主题：【原创】创造生命还是山寨生命，这是个问题 -- 二胡

简单来说测序仪先进行一个PCR反应，再跑电泳进行测序。

另：当年没有PCR仪的时候做扩增为什么还需要冰箱，据我所知PCR扩增的温度循环在95——（50-60）——72之间，难道为了快速降温么

"永动机"超前使用，只怕今后缩短使用期。四，五十岁后，只怕毛病百出。科技达人提前向马克思报到的，俺也听说过，请注意：奔向大牛的路上，也会有倒卧（我妈妈的同学就是如此，当时在上海还惊动媒体。他穿着破旧，被人当做要饭的饿死街头，事后查证他是大学教授。）

　　我说的冰箱实际上他们用的是冷水。我不是干这个的所以具体数字也没记住，只记得在九十几度与低温之间快速反复变化，

　　当年听过讲座后曾经设想过自己制造自动PCR扩增仪，需要速度比较快的加热和降温。因为要求温度变化快，降温打算用铜管通冰水。

　　当时只是务了虚，没务实。

但以前的老方法，如sanger sequencing,和最新的一些还在测试的方法，是可以不用PCR的。

不过A, T, G, C四个碱基是可以加上不同荧光的。仪器看见什么颜色的荧光就知道是什么碱基了，挺简单的。
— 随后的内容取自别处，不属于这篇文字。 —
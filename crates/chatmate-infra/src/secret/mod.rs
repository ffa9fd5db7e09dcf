//! Credential resolution.
//!
//! The only credential chatmate needs is the OpenAI API key, read from the
//! process environment after an optional `.env` file has been merged in.

pub mod env;

pub use env::{EnvSecretProvider, OPENAI_API_KEY, load_dotenv};

use secrecy::SecretString;

use chatmate_types::error::ConfigError;

/// Read-only lookup of named secrets.
pub trait SecretProvider {
    /// Look up `key`. Returns `None` if this provider has no usable value.
    fn get(&self, key: &str) -> Option<SecretString>;

    /// Look up a required credential.
    fn require(&self, key: &str) -> Result<SecretString, ConfigError> {
        self.get(key).ok_or_else(|| ConfigError::MissingCredential {
            var: key.to_string(),
        })
    }
}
后面大概你想问最小的基因有多大？据这篇文章外链出处，最小基因是八个氨基酸，也就是二十一个碱基。

在所有蛋白基因里，只要你在开头的时候改变(增或减)一对碱基，足以废掉整个基因。

打扑克，下军旗比谁都起劲，通宵达旦地玩。狡猾大大的，所以应该不会过劳死。其实我在琢磨的是，如果一个成年人每天只睡四、五个小时，但保证好营养和锻炼，不知道是不是并不影响身体健康。

女士有美容的问题，不推荐熬夜。

你要是能挤进去的话，也就不用在美国混了，经费情况好过美国。

就是说“开头的时候改变(增或减)一对碱基”会不会变成另一种基因？

其中成本是决定性因素。DNA的量在大部分情况下都不是限制因素，除了环境科学，一般来讲，DNA都很容易得到的，所以不太需要在微量DNA上找方法。

把一个基因变成另一个基因操作麻烦，但理论上也很简单。一个基因无非是ATCG。就像我们写文章一样，就那些几千或者一万个字。重新排列组合，一篇文章就是另一篇文章。

接下来二胡要开讲合成生物学了，你就会更清楚我是什么意思了。对了，游mm一个多礼拜前有篇文章就是讲这个的。在这里 游识猷:【原创】天书中的涂鸦 ——以DNA为纸墨，写你不朽之名。

两个不同的基因中碱基对排列的差距有多大？

　　换一种说法就是当生物修复自己的基因时，因出错而变成另一种可遗传的基因（不是废掉）的机会有多大？

　　我想自然界生物的变异应该都是从基因修复或自己组成时出错导致的。

　　好象说最早做动物DNA比对得几毫升血，有了PCR后有点看不见的血痕都可以做。

早期的PCR仪器，就是三个大锅，煮三锅水，然后一个机械臂抓着PCR管子在三个锅里蘸来蘸去。因为要防止水蒸发，锅里的水表面要用矿物油盖起来，那个屋子里的味道别提多难闻了。

实际上PCR反应体积很小，一般才0.05mL，用目标温度的循环水降温就足够了。因为对最终达到的温度的精确度要求比较高，所以用冰水反而是不行的，因为那样你就不知道管子里最后是多少度了。

像法医学这样的，如您说的，是一般得搞搞PCR，因为样品里目标序列的浓度很低。如果样品是放在细菌里长的质粒，就未必需要扩增，因为那个量一般都很大。PCR本身不是测序的一部分，只是制备样品的手段。

目前最常用的双脱氧核苷酸测序反应（sanger法）本身，是单个的聚合酶反应，不是链式反应，没有指数扩增，也不需要嗜热性的聚合酶，用普通的DNA聚合酶在37度反应一会儿就行。